A collection of scriptural meditations from Saints and Fathers of the Church.

Make the body serve the commandments, keeping it so far as possible free from sickness and sensual pleasure.

Keep the commandments, and you will find peace; love God, and you will attain spiritual knowledge.

Unless the inner man meditates upon the law of God and is nourished thereby, unless he is strengthened by reading and by prayer, he is conquered by the outer man, and he serves his master.

Unless a man keeps the commandments of God, he cannot progress, even in a single virtue.

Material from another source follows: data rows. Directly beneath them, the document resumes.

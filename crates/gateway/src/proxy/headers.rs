//! Header rewriting between client and backend legs.

use std::net::IpAddr;

use axum::http::{header, HeaderMap, HeaderName, HeaderValue};

/// Headers that only apply to a single connection and are never forwarded (RFC 9110 §7.6.1).
const HOP_BY_HOP: &[&str] = &[
    "connection",
    "keep-alive",
    "proxy-authenticate",
    "proxy-authorization",
    "proxy-connection",
    "te",
    "trailer",
    "transfer-encoding",
    "upgrade",
];

const X_FORWARDED_FOR: HeaderName = HeaderName::from_static("x-forwarded-for");
const X_FORWARDED_HOST: HeaderName = HeaderName::from_static("x-forwarded-host");
const X_FORWARDED_PROTO: HeaderName = HeaderName::from_static("x-forwarded-proto");

/// Remove hop-by-hop headers, including any named in `Connection`.
pub fn strip_hop_by_hop(headers: &mut HeaderMap) {
    let listed: Vec<HeaderName> = headers
        .get_all(header::CONNECTION)
        .iter()
        .filter_map(|v| v.to_str().ok())
        .flat_map(|v| v.split(','))
        .filter_map(|name| HeaderName::from_bytes(name.trim().as_bytes()).ok())
        .collect();

    for name in listed {
        headers.remove(name);
    }
    for name in HOP_BY_HOP {
        headers.remove(*name);
    }
}

/// Add `X-Forwarded-For`, `X-Forwarded-Host` and `X-Forwarded-Proto`.
///
/// The client address is appended to an existing `X-Forwarded-For` chain.
/// Host and proto are only set when the client did not send them.
pub fn append_forwarded(headers: &mut HeaderMap, client: Option<IpAddr>, original_host: Option<HeaderValue>) {
    if let Some(ip) = client {
        let mut hops: Vec<String> = headers
            .get_all(&X_FORWARDED_FOR)
            .iter()
            .filter_map(|v| v.to_str().ok())
            .map(str::to_owned)
            .collect();
        hops.push(ip.to_string());
        let chain = hops.join(", ");
        if let Ok(value) = HeaderValue::from_str(&chain) {
            headers.insert(X_FORWARDED_FOR, value);
        }
    }
    if let Some(host) = original_host {
        headers.entry(X_FORWARDED_HOST).or_insert(host);
    }
    headers
        .entry(X_FORWARDED_PROTO)
        .or_insert(HeaderValue::from_static("http"));
}
//! JSON bodies the gateway writes itself.
//!
//! Backend responses are relayed untouched; these types only appear on
//! responses the gateway generates (errors and its own health check).

use serde::{Deserialize, Serialize};

use crate::error::GatewayError;

// ---------------------------------------------------------------------------
// Error response
// ---------------------------------------------------------------------------

/// Standard error response body returned on any gateway-generated non-2xx status.
#[derive(Debug, Clone, Serialize, Deserialize)]
pub struct ErrorResponse {
    /// Short machine-readable error code (e.g. `"not_found"`).
    pub code: String,
    /// Human-readable description safe to expose to callers.
    pub message: String,
}

impl ErrorResponse {
    /// Construct an [`ErrorResponse`] from a code and message.
    pub fn new(code: impl Into<String>, message: impl Into<String>) -> Self {
        Self {
            code: code.into(),
            message: message.into(),
        }
    }
}

impl From<&GatewayError> for ErrorResponse {
    fn from(err: &GatewayError) -> Self {
        Self::new(err.code(), err.public_message())
    }
}

// ---------------------------------------------------------------------------
// Health check
// ---------------------------------------------------------------------------

/// Response body for `GET /health`.
#[derive(Debug, Clone, Serialize, Deserialize)]
pub struct HealthResponse {
    /// Overall gateway status, always `"ok"` once the listener is up.
    pub status: String,
    /// Number of route entries in the loaded route table.
    pub routes: usize,
}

The roof of any house stands upon the foundations and the rest of the structure. The foundations themselves are laid in order to carry the roof. This is both useful and necessary, for the roof cannot stand without the foundations and the foundations are absolutely useless without the roof-- no help to any living creature. In the same way the grace of God is preserved by the practice of the commandments, and the observance of these commandments is laid down like foundations through the gift of God. The grace of the Spirit cannot remain with us without the practice of the commandments, but the practice of the commandments is of no help or advantage to us without the grace of God.

Strive to obtain sincere awe and tenderness of heart by meditating upon the economy of salvation.

Just as a moth devours clothing and a worm devours wood, so dejection devours a man’s soul.

Struggle until death to fulfill the commandments: purified through them, you will enter into life.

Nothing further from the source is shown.